« Les limites à la représentation
de la violence dans le cinéma »
Par Josselyn Fleury,
Rédacteur en chef et Secrétaire général du Petit Sorbonnard,
Étudiant en Master I – Droit Public Général
En 2003, Quentin TARANTINO affichait un sourire sardonique face à la sempiternelle question qui s’impose à chaque nouveau film qu’il réalise : pourquoi tant de violences dans vos films ? Et c’est dans le cadre de la promotion du premier volet de Kill Bill que TARANTINO rétorqua, non sans une pointe éclatante d’ironie à son interlocutrice, « because it is so much fun, Jan ! » (« parce que c’est si amusant, Jan !). Cette désinvolture habituelle n’est en réalité qu’une énième provocation du réalisateur américain.
De cette provocation, nous nous aventurerons à quelques réflexions sur la violence, et surtout sa représentation, au cinéma. Deux passions obligeant notre analyse, c’est l’analyse juridique d’un cinéphile qui en proposera quelques pistes. Du contrôle juridique sur la délivrance des visas d’exploitation cinématographique aux considérations sur le parti pris artistique des réalisateurs, la représentation au cinéma est soumise, et selon nous, doit être, soumise à certaines limites.

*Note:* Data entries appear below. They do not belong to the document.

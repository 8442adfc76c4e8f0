//! Integration tests for the page generation pipeline

mod assembly_repair;
mod fallback_chain;
mod pipeline_scenarios;
mod skeleton_extraction;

La violence au cinéma et son contrôle juridique
En France, deux voies juridiques sont possibles pour contrôler la diffusion des films. Tout d’abord le cinéma est soumis à un régime de police administrative spéciale. C’est la délivrance des visas d’exploitation par le ministère de la Culture soumise à l’article L. 211-1 du Code du cinéma et de l’image animée (CCIA). La deuxième voie est la police administrative générale du maire qui, sur le fondement de la moralité publique notamment et en présence de circonstances locales particulières, peut durcir une mesure de police prise à l’échelle nationale[1]. Mais cette police municipale est tombée en désuétude et est plongée dans le coma du droit administratif. Il semble être heureux qu’une telle police administrative ne soit plus usée en pratique, compte-tenu de la difficile malléabilité des concepts moraux en droit.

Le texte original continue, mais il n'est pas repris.